Yeah to really help we'd need more info on the trailer (tongue weight and empty weight/loaded weight).
That said, it sounds like you've got a standard weight distribution hitch with a standard separate friction sway control (my personal favorite setup, not favored by others). Messing with the chains won't help your sway issues - that's only to adjust your tongue weight and get everything level.
What you need to do is tighten your friction sway control bar more. Generally you should be able to do this with the lever, just give it a little more. That should really help your sway.
For instance, I've got my '17 PW, and I pull about a 33' camper, about 700 lbs of tongue weight, camper itself when loaded weighs only about 7000 lbs. It's an ultra-lite style camper, so aside from it being a big sail back there I really don't even notice it. But I had to learn a lesson the hard way.

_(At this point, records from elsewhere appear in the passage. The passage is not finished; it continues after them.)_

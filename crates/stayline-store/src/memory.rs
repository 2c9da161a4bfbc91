//! In-memory reference implementation for Stayline storage traits.
//!
//! This adapter is deterministic and test-friendly. Deployments that need
//! durable history across restarts should use the SQLite adapter instead.

use crate::model::{AuditEntry, NewAuditEntry, RegistryEntry};
use crate::traits::{ApprovalRegistry, AuditStore, QueryWindow};
use crate::{StoreError, StoreResult};
use async_trait::async_trait;
use chrono::{DateTime, Utc};
use std::collections::HashMap;
use std::sync::RwLock;
use stayline_types::{
    ApprovalDecision, ApprovalRequest, AuditEntryId, DecisionOrigin, RequestId, RunId,
};

/// In-memory Stayline storage adapter.
#[derive(Default)]
pub struct InMemoryStaylineStore {
    entries: RwLock<Vec<AuditEntry>>,
    requests: RwLock<HashMap<RequestId, RegistryEntry>>,
}

impl InMemoryStaylineStore {
    pub fn new() -> Self {
        Self::default()
    }
}

#[async_trait]
impl AuditStore for InMemoryStaylineStore {
    async fn append(&self, entry: NewAuditEntry) -> StoreResult<AuditEntry> {
        let mut guard = self
            .entries
            .write()
            .map_err(|_| StoreError::Backend("audit lock poisoned".to_string()))?;

        let previous_hash = guard.last().map(|e| e.hash.clone());
        let sequence = guard.len() as u64 + 1;
        let hash = entry.chain_hash(previous_hash.as_deref(), sequence)?;

        let record = AuditEntry {
            entry_id: AuditEntryId::generate(),
            sequence,
            occurred_at: entry.occurred_at,
            actor: entry.actor,
            operation_kind: entry.operation_kind,
            operation_id: entry.operation_id,
            run_id: entry.run_id,
            affected_record_ids: entry.affected_record_ids,
            summary: entry.summary,
            before_summary: entry.before_summary,
            after_summary: entry.after_summary,
            previous_hash,
            hash,
        };

        guard.push(record.clone());
        Ok(record)
    }

    async fn entries(&self, window: QueryWindow) -> StoreResult<Vec<AuditEntry>> {
        let guard = self
            .entries
            .read()
            .map_err(|_| StoreError::Backend("audit lock poisoned".to_string()))?;
        let mut values = guard.clone();
        values.sort_by(|a, b| b.sequence.cmp(&a.sequence));
        Ok(apply_window(values, window))
    }

    async fn entries_for_run(&self, run_id: &RunId) -> StoreResult<Vec<AuditEntry>> {
        let guard = self
            .entries
            .read()
            .map_err(|_| StoreError::Backend("audit lock poisoned".to_string()))?;
        Ok(guard
            .iter()
            .filter(|entry| entry.run_id.as_ref() == Some(run_id))
            .cloned()
            .collect())
    }

    async fn latest_hash(&self) -> StoreResult<Option<String>> {
        let guard = self
            .entries
            .read()
            .map_err(|_| StoreError::Backend("audit lock poisoned".to_string()))?;
        Ok(guard.last().map(|e| e.hash.clone()))
    }
}

#[async_trait]
impl ApprovalRegistry for InMemoryStaylineStore {
    async fn publish(
        &self,
        request: ApprovalRequest,
        published_at: DateTime<Utc>,
    ) -> StoreResult<()> {
        let mut guard = self
            .requests
            .write()
            .map_err(|_| StoreError::Backend("registry lock poisoned".to_string()))?;

        if guard.contains_key(&request.id) {
            return Err(StoreError::Conflict(format!(
                "approval request {} already published",
                request.id
            )));
        }

        let request_id = request.id.clone();
        let entry = RegistryEntry {
            request,
            published_at,
            outcome: None,
            origin: None,
            decided_at: None,
        };
        guard.insert(request_id, entry);
        Ok(())
    }

    async fn record_decision(
        &self,
        decision: &ApprovalDecision,
        origin: DecisionOrigin,
        decided_at: DateTime<Utc>,
    ) -> StoreResult<RegistryEntry> {
        let mut guard = self
            .requests
            .write()
            .map_err(|_| StoreError::Backend("registry lock poisoned".to_string()))?;
        let entry = guard.get_mut(&decision.request_id).ok_or_else(|| {
            StoreError::NotFound(format!(
                "approval request {} not found",
                decision.request_id
            ))
        })?;

        if entry.outcome.is_some() {
            return Err(StoreError::Conflict(format!(
                "approval request {} already decided",
                decision.request_id
            )));
        }

        entry.outcome = Some(decision.outcome);
        entry.origin = Some(origin);
        entry.decided_at = Some(decided_at);
        Ok(entry.clone())
    }

    async fn pending(&self, window: QueryWindow) -> StoreResult<Vec<RegistryEntry>> {
        let guard = self
            .requests
            .read()
            .map_err(|_| StoreError::Backend("registry lock poisoned".to_string()))?;
        let mut values = guard
            .values()
            .filter(|entry| entry.is_pending())
            .cloned()
            .collect::<Vec<_>>();
        values.sort_by(|a, b| b.published_at.cmp(&a.published_at));
        Ok(apply_window(values, window))
    }

    async fn entry(&self, request_id: &RequestId) -> StoreResult<Option<RegistryEntry>> {
        let guard = self
            .requests
            .read()
            .map_err(|_| StoreError::Backend("registry lock poisoned".to_string()))?;
        Ok(guard.get(request_id).cloned())
    }
}

fn apply_window<T>(items: Vec<T>, window: QueryWindow) -> Vec<T> {
    let iter = items.into_iter().skip(window.offset);
    if window.limit == 0 {
        iter.collect()
    } else {
        iter.take(window.limit).collect()
    }
}

#[cfg(test)]
mod tests {
    use super::*;
    use chrono::Duration;
    use stayline_types::{
        MergeRules, Operation, OperationId, OperationKind, QueuedOperation, RecordId,
        RiskAssessment, RiskTier,
    };

    fn sample_entry(run_id: Option<RunId>) -> NewAuditEntry {
        NewAuditEntry {
            occurred_at: Utc::now(),
            actor: "engine".to_string(),
            operation_kind: OperationKind::MergeProfiles,
            operation_id: OperationId::generate(),
            run_id,
            affected_record_ids: vec![RecordId::new("g-001"), RecordId::new("g-002")],
            summary: "merged 1 duplicate into g-001".to_string(),
            before_summary: serde_json::json!({"records": 2}),
            after_summary: serde_json::json!({"records": 1}),
        }
    }

    fn sample_request() -> ApprovalRequest {
        let operation = QueuedOperation::new(
            Operation::MergeProfiles {
                primary_id: RecordId::new("g-001"),
                duplicate_ids: vec![RecordId::new("g-002")],
                rules: MergeRules::default(),
            },
            true,
        );
        let assessment = RiskAssessment {
            tier: RiskTier::High,
            justification: "permanently modifies consolidated identity".to_string(),
            reversible: false,
        };
        ApprovalRequest::for_operation(&operation, &assessment, 2)
    }

    #[tokio::test]
    async fn audit_entries_are_hash_linked() {
        let store = InMemoryStaylineStore::new();
        let first = store.append(sample_entry(None)).await.unwrap();
        let second = store.append(sample_entry(None)).await.unwrap();

        assert_eq!(first.sequence, 1);
        assert_eq!(first.previous_hash, None);
        assert_eq!(second.sequence, 2);
        assert_eq!(second.previous_hash, Some(first.hash));
        assert_eq!(store.latest_hash().await.unwrap(), Some(second.hash));
    }

    #[tokio::test]
    async fn entries_are_listed_newest_first() {
        let store = InMemoryStaylineStore::new();
        for _ in 0..3 {
            store.append(sample_entry(None)).await.unwrap();
        }

        let page = store
            .entries(QueryWindow {
                limit: 2,
                offset: 0,
            })
            .await
            .unwrap();
        let sequences: Vec<u64> = page.iter().map(|e| e.sequence).collect();
        assert_eq!(sequences, vec![3, 2]);
    }

    #[tokio::test]
    async fn run_entries_come_back_oldest_first() {
        let store = InMemoryStaylineStore::new();
        let run = RunId::generate();
        store.append(sample_entry(Some(run.clone()))).await.unwrap();
        store
            .append(sample_entry(Some(RunId::generate())))
            .await
            .unwrap();
        store.append(sample_entry(Some(run.clone()))).await.unwrap();

        let trace = store.entries_for_run(&run).await.unwrap();
        let sequences: Vec<u64> = trace.iter().map(|e| e.sequence).collect();
        assert_eq!(sequences, vec![1, 3]);
    }

    #[tokio::test]
    async fn duplicate_publish_is_a_conflict() {
        let store = InMemoryStaylineStore::new();
        let request = sample_request();
        store.publish(request.clone(), Utc::now()).await.unwrap();

        let result = store.publish(request, Utc::now()).await;
        assert!(matches!(result, Err(StoreError::Conflict(_))));
    }

    #[tokio::test]
    async fn decision_requires_a_published_request() {
        let store = InMemoryStaylineStore::new();
        let decision = ApprovalDecision::approve(RequestId::generate());

        let result = store
            .record_decision(&decision, DecisionOrigin::External, Utc::now())
            .await;
        assert!(matches!(result, Err(StoreError::NotFound(_))));
    }

    #[tokio::test]
    async fn each_request_accepts_exactly_one_decision() {
        let store = InMemoryStaylineStore::new();
        let request = sample_request();
        let request_id = request.id.clone();
        store.publish(request, Utc::now()).await.unwrap();

        let decided = store
            .record_decision(
                &ApprovalDecision::approve(request_id.clone()),
                DecisionOrigin::External,
                Utc::now(),
            )
            .await
            .unwrap();
        assert_eq!(decided.outcome, Some(stayline_types::DecisionOutcome::Approved));
        assert_eq!(decided.origin, Some(DecisionOrigin::External));

        let again = store
            .record_decision(
                &ApprovalDecision::reject(request_id),
                DecisionOrigin::External,
                Utc::now(),
            )
            .await;
        assert!(matches!(again, Err(StoreError::Conflict(_))));
    }

    #[tokio::test]
    async fn pending_excludes_decided_requests() {
        let store = InMemoryStaylineStore::new();
        let first = sample_request();
        let second = sample_request();
        let kept_id = second.id.clone();
        store.publish(first.clone(), Utc::now()).await.unwrap();
        store
            .publish(second, Utc::now() + Duration::seconds(1))
            .await
            .unwrap();
        store
            .record_decision(
                &ApprovalDecision::approve(first.id),
                DecisionOrigin::AutoPolicy,
                Utc::now(),
            )
            .await
            .unwrap();

        let open = store.pending(QueryWindow::default()).await.unwrap();
        assert_eq!(open.len(), 1);
        assert_eq!(open[0].request.id, kept_id);
        assert!(open[0].is_pending());
    }
}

See, when we picked it up I let the camper dealer set everything up, and on corners the sway control was snapping and popping like crazy. So on our first trip, I did what I always used to do on other TTs - I put the sway bar on, then bounced it up and down while I tightened the lever until it quit bouncing, then gave it about another turn.
Wooooo boy. I couldn't run 60 mph without the trailer swaying like mad. It was DANGEROUS. So...I pulled off at the next exit, and cranked that sway bar another couple turns - I mean it was getting hard to turn it, but I still had threads left so there was still more adjustment. Pulled back onto the e-way.
Night and day difference. No more sway all the way to 65 mph, and only a little bit when we got passed by a couple idiot truckers and campers (truck speed is legally 65 in my home state). So now that's how I tow - Set the cruise around 62-63, with the sway bar cranked down tight. But like I said, I'm pulling a really light, fairly long camper. Yours might be different.